Firstaidcourse.ai Glossary · poisoning RTO 31961

n. · a glossary entry from the working vocabulary.

Poisoning.

Field sketch: Poisoning
Field sketch — Poisoning.

§ short definition

Harm caused by a substance taken into the body that interferes with how it works — by swallowing, breathing, absorbing through the skin, or injecting.

§ long definition

Illustration: Poisoning

Poisoning is what happens when a substance enters the body in an amount large enough to make it sick. The substance can be a household chemical, a medication taken incorrectly, an illicit drug, alcohol, a pesticide, an industrial gas, an unsafe plant or mushroom, or a contaminated food. Australia has four routes of entry that the first aider thinks about: swallowed (most poisonings, especially children with household products), inhaled (smoke, carbon monoxide, vapours), absorbed (chemical splashes through skin), and injected (drugs, some bites and stings — covered separately under envenomation).

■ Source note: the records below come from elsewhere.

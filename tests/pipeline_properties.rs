// tests/pipeline_properties.rs
//
// End-to-end properties of the triage pipeline in rule mode.

use civic_triage::classify::rules::classify_by_rules;
use civic_triage::schemes::SchemeEntry;
use civic_triage::{
    CategoryClassifier, Complaint, EligibilityMetadata, InMemoryCounts, MatchPolicy, NoHistory,
    PriorityLevel, PriorityScorer, SchemeCatalog, SchemeMatcher, TriageEngine, WeightProfile,
};

fn scheme(name: &str, cats: &[&str], kws: &[&str], min_age: Option<u32>) -> SchemeEntry {
    SchemeEntry {
        name: name.into(),
        categories: cats.iter().map(|s| s.to_string()).collect(),
        keywords: kws.iter().map(|s| s.to_string()).collect(),
        min_age,
        max_age: None,
        income_groups: None,
    }
}

fn catalog() -> SchemeCatalog {
    SchemeCatalog::from_entries(vec![
        scheme("Road Repair Fund", &["Roads"], &["road", "pothole"], None),
        scheme("Jal Jeevan Mission", &["Water"], &["water", "tap", "supply"], None),
        scheme("Old Age Pension", &["Welfare"], &["pension"], Some(60)),
    ])
}

fn engine(profile: WeightProfile) -> TriageEngine {
    TriageEngine::new(
        CategoryClassifier::rules_only(),
        PriorityScorer::new(profile),
        SchemeMatcher::new(catalog(), MatchPolicy::default()),
    )
}

#[test]
fn pothole_is_roads_in_rule_mode() {
    let r = classify_by_rules("pothole");
    assert_eq!(r.category, "Roads");
    assert!((r.confidence - 0.6).abs() < 1e-6);
    assert_eq!(r, classify_by_rules("pothole"));
}

#[test]
fn vulnerability_takes_the_max() {
    let s = PriorityScorer::default().score(
        "elderly couple and a pregnant woman without help",
        None,
        None,
        0.5,
        &NoHistory,
    );
    assert!((s.vulnerability.value - 0.9).abs() < 1e-6);
}

#[test]
fn emergency_and_urgent_stack_urgency() {
    let s = PriorityScorer::default().score("Emergency! urgent help", None, None, 0.5, &NoHistory);
    assert!((s.urgency.value - 0.85).abs() < 1e-5, "got {}", s.urgency.value);
}

#[test]
fn water_complaint_routes_to_water_scheme() {
    let rec = engine(WeightProfile::balanced()).analyze(
        &Complaint::new("no water supply for 3 days").in_area("Ward 12"),
        None,
        &NoHistory,
    );
    assert_eq!(rec.category, "Water");
    assert_eq!(rec.scheme, "Jal Jeevan Mission");
    let v = serde_json::to_value(&rec).unwrap();
    let note = v["explanation"]["scheme"]["notes"].as_str().unwrap();
    assert!(note.contains("water"), "{note}");
    assert!(note.ends_with("Assigned to local office for area 'Ward 12'."));
}

#[test]
fn age_rules_gate_pension_scheme() {
    let e = engine(WeightProfile::balanced());
    let c = Complaint::new("my pension ration card was cancelled");
    let age = |a| EligibilityMetadata {
        age: Some(a),
        income_group: None,
    };
    assert_eq!(
        e.analyze(&c, Some(&age(30)), &NoHistory).scheme,
        civic_triage::schemes::GENERIC_SCHEME
    );
    assert_eq!(e.analyze(&c, Some(&age(65)), &NoHistory).scheme, "Old Age Pension");
    assert_eq!(e.analyze(&c, None, &NoHistory).scheme, "Old Age Pension");
}

#[test]
fn all_scores_in_unit_interval_for_odd_inputs() {
    let inputs = [
        "",
        "   ",
        "!!!???",
        "emergency urgent critical immediately life-threatening dangerous hazardous severe acute collapsed",
        "99999999999999999999999 people 88888888888888888888 households for 77777777777777 months",
        "बच्चों के लिए पानी नहीं है",
        "elderly disabled pregnant children widows orphans bpl tribal",
    ];
    for profile in [WeightProfile::balanced(), WeightProfile::impact()] {
        let e = engine(profile);
        for text in inputs {
            let saturated = |_: &str, _: &str| u64::MAX;
            let rec = e.analyze(&Complaint::new(text).in_area("X"), None, &saturated);
            for v in [
                rec.confidence,
                rec.urgency,
                rec.population_impact,
                rec.vulnerability,
                rec.priority_score,
            ] {
                assert!((0.0..=1.0).contains(&v), "{v} out of range for {text:?}");
            }
        }
    }
}

#[test]
fn history_raises_population_impact_under_balanced() {
    let e = engine(WeightProfile::balanced());
    let counts = InMemoryCounts::default();
    let c = Complaint::new("street light not working").in_area("Ward 3");

    let first = e.analyze(&c, None, &counts);
    for _ in 0..20 {
        counts.record("Ward 3", &first.category);
    }
    let later = e.analyze(&c, None, &counts);
    assert!(later.population_impact > first.population_impact);
    assert!(later.priority_score >= first.priority_score);
}

#[test]
fn impact_profile_rounds_to_three_decimals() {
    let rec = engine(WeightProfile::impact()).analyze(
        &Complaint::new("Sewage overflowing, entire area affected, children falling sick"),
        None,
        &NoHistory,
    );
    let scaled = rec.priority_score * 1000.0;
    assert!((scaled - scaled.round()).abs() < 1e-2);
    assert_ne!(rec.priority_level, PriorityLevel::Low);
}

#[test]
fn identical_inputs_serialize_identically() {
    let e = engine(WeightProfile::balanced());
    let c = Complaint::new("Garbage not collected for 2 weeks near the hospital").in_area("Ward 7");
    let meta = EligibilityMetadata {
        age: Some(40),
        income_group: Some("BPL".into()),
    };
    let a = serde_json::to_string(&e.analyze(&c, Some(&meta), &NoHistory)).unwrap();
    let b = serde_json::to_string(&e.analyze(&c, Some(&meta), &NoHistory)).unwrap();
    assert_eq!(a, b);
}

The single most useful thing a first aider can do is call the Poisons Information Centre on 13 11 26 (in Australia). They are open 24 hours, they can identify the substance from the bottle or packet you describe, and they will tell you on the phone what to do — including whether to call an ambulance. Take the container, the label, the leftover substance and any vomit with you (or describe them on the phone).

General first aid for the four routes is short. Swallowed: do not make the casualty vomit, do not give anything to drink unless Poisons tell you to — some substances do more damage on the way back up. Wipe any residue off the lips. Inhaled: protect yourself first, then move the casualty into fresh air; carbon monoxide and confined-space gases will quietly take a rescuer too. Absorbed: remove contaminated clothing wearing gloves if possible, and irrigate the affected skin with copious running water. For any poisoning where the casualty is unresponsive, not breathing normally, fitting, or rapidly deteriorating, call an ambulance immediately and start the usual DRSABCD response.